Divorce, Kids, and Money
Talking to children about divorce and money
Many parents fear that exposing their child to real life problems will damage the child for life. These parent, therefore, trudge through tough times denying the realities of the situation in hopes their children will remain unaware of what is going on around them. However, keeping children in the dark can lead to larger long-term problems like anxiety and a loss of trust. Moreover, ignoring these problems denies parents a valuable teaching moment, one in which life skills can be taught to children in a loving and age appropriate manner.
So, how do you explain to your children that you must spend less now? I understand that these types of conversations can make you feel worse than you already do. I suggest you start by talking about your goals, rather than focusing on what you are leaving behind. Your attitude is key here. If you approach this subject with guilt or a sense that you have failed your children, you are telegraphing to them that they should feel disappointed or angry.
Acknowledge that you wish there was plenty of money for everything you and they could ever want, but tell them that is not where your family is at right now.
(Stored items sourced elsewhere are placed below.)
use std::collections::HashMap;
use std::sync::atomic::{AtomicBool, AtomicUsize, Ordering};
use std::sync::{Arc, Mutex, MutexGuard};

use crate::error::CoreError;

/// Shared "what is the body doing right now" state.
///
/// Owned by the scheduler and handed by reference to skills, the task loop
/// and the reaction dispatcher so independent instances never share flags.
#[derive(Debug, Default)]
pub struct ExecutionState {
    executing: AtomicBool,
    running_one_shot: Mutex<Option<String>>,
    movement_locks: Mutex<HashMap<String, i32>>,
    active_tasks: AtomicUsize,
}

impl ExecutionState {
    pub fn new() -> Arc<Self> {
        Arc::new(Self::default())
    }

    /// Claim the global one-shot slot. Never blocks.
    pub fn try_begin_one_shot(self: &Arc<Self>, name: &str) -> Result<OneShotGuard, CoreError> {
        if self
            .executing
            .compare_exchange(false, true, Ordering::AcqRel, Ordering::Acquire)
            .is_err()
        {
            let running = self
                .running_one_shot()
                .unwrap_or_else(|| "unknown".to_string());
            return Err(CoreError::SkillBusy { running });
        }
        *lock(&self.running_one_shot) = Some(name.to_string());
        Ok(OneShotGuard {
            state: Arc::clone(self),
        })
    }

    pub fn is_one_shot_executing(&self) -> bool {
        self.executing.load(Ordering::Acquire)
    }

    pub fn running_one_shot(&self) -> Option<String> {
        lock(&self.running_one_shot).clone()
    }

    /// Cooperative guard for continuous skills that move the body.
    ///
    /// Refused while a one-shot skill runs, while a strictly higher priority
    /// movement skill holds its lock, or while `name` itself is locked.
    pub fn try_lock_movement(self: &Arc<Self>, name: &str, priority: i32) -> Option<MovementLock> {
        if self.is_one_shot_executing() {
            return None;
        }
        let mut locks = lock(&self.movement_locks);
        if locks.contains_key(name) {
            return None;
        }
        if locks.values().any(|&held| held > priority) {
            return None;
        }
        locks.insert(name.to_string(), priority);
        Some(MovementLock {
            state: Arc::clone(self),
            name: name.to_string(),
        })
    }

    pub fn is_locked(&self, name: &str) -> bool {
        lock(&self.movement_locks).contains_key(name)
    }

    pub fn locked_skills(&self) -> Vec<String> {
        let mut names: Vec<String> = lock(&self.movement_locks).keys().cloned().collect();
        names.sort();
        names
    }

    /// Marks a task loop run as active until the guard drops.
    pub fn task_started(self: &Arc<Self>) -> TaskActivityGuard {
        self.active_tasks.fetch_add(1, Ordering::AcqRel);
        TaskActivityGuard {
            state: Arc::clone(self),
        }
    }

    pub fn active_tasks(&self) -> usize {
        self.active_tasks.load(Ordering::Acquire)
    }

    /// Not idle: a one-shot skill is executing or a task loop is running.
    pub fn is_busy(&self) -> bool {
        self.is_one_shot_executing() || self.active_tasks() > 0
    }
}

fn lock<T>(mutex: &Mutex<T>) -> MutexGuard<'_, T> {
    mutex.lock().unwrap_or_else(|poisoned| poisoned.into_inner())
}

/// Releases the one-shot slot on drop, whatever way the run ended.
#[derive(Debug)]
pub struct OneShotGuard {
    state: Arc<ExecutionState>,
}

impl Drop for OneShotGuard {
    fn drop(&mut self) {
        *lock(&self.state.running_one_shot) = None;
        self.state.executing.store(false, Ordering::Release);
    }
}

#[derive(Debug)]
pub struct MovementLock {
    state: Arc<ExecutionState>,
    name: String,
}

impl Drop for MovementLock {
    fn drop(&mut self) {
        lock(&self.state.movement_locks).remove(&self.name);
    }
}

#[derive(Debug)]
pub struct TaskActivityGuard {
    state: Arc<ExecutionState>,
}

impl Drop for TaskActivityGuard {
    fn drop(&mut self) {
        self.state.active_tasks.fetch_sub(1, Ordering::AcqRel);
    }
}

#[cfg(test)]
mod tests {
    use super::*;

    #[test]
    fn test_one_shot_exclusion() {
        let state = ExecutionState::new();
        let guard = state.try_begin_one_shot("go_to").unwrap();
        assert!(state.is_one_shot_executing());
        assert_eq!(state.running_one_shot().as_deref(), Some("go_to"));

        let second = state.try_begin_one_shot("attack_entity").unwrap_err();
        assert_eq!(
            second,
            CoreError::SkillBusy {
                running: "go_to".to_string()
            }
        );

        drop(guard);
        assert!(!state.is_one_shot_executing());
        assert!(state.try_begin_one_shot("attack_entity").is_ok());
    }

    #[test]
    fn test_movement_lock_priority() {
        let state = ExecutionState::new();
        let high = state.try_lock_movement("self_defense", 8).unwrap();

        assert!(state.try_lock_movement("wander", 1).is_none());
        assert!(state.try_lock_movement("self_defense", 8).is_none());

        // Equal priority is not strictly higher.
        let peer = state.try_lock_movement("follow", 8);
        assert!(peer.is_some());

        drop(high);
        drop(peer);
        assert!(state.locked_skills().is_empty());
        assert!(state.try_lock_movement("wander", 1).is_some());
    }

    #[test]
    fn test_movement_refused_during_one_shot() {
        let state = ExecutionState::new();
        let _guard = state.try_begin_one_shot("go_to").unwrap();
        assert!(state.try_lock_movement("self_defense", 100).is_none());
    }

    #[test]
    fn test_busy_tracks_tasks() {
        let state = ExecutionState::new();
        assert!(!state.is_busy());

        let task = state.task_started();
        assert!(state.is_busy());
        assert_eq!(state.active_tasks(), 1);

        drop(task);
        assert!(!state.is_busy());
    }
}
Have a discussion with your children about the difference between “needs” and “wants”. Help them understand the difference between a need (food and water) and a want (a $200 pair of sneakers rather than an affordable $60 pair).
Life throws curveballs at all of us from time to time. Help your children understand that this is one of those times and right now your family needs to work hard to spend less so you can focus on new goals. Maybe that goal is paying off credit card debt, maybe that goal is knowing how important it is to save money for the future, or maybe just maintaining an acceptable standard of living during a divorce.
Obviously, how much information you share will depend on the particular child, the child’s developmental stage and the severity of the situation. But children should always be respected as individuals and allowed to ask questions (even the tough ones).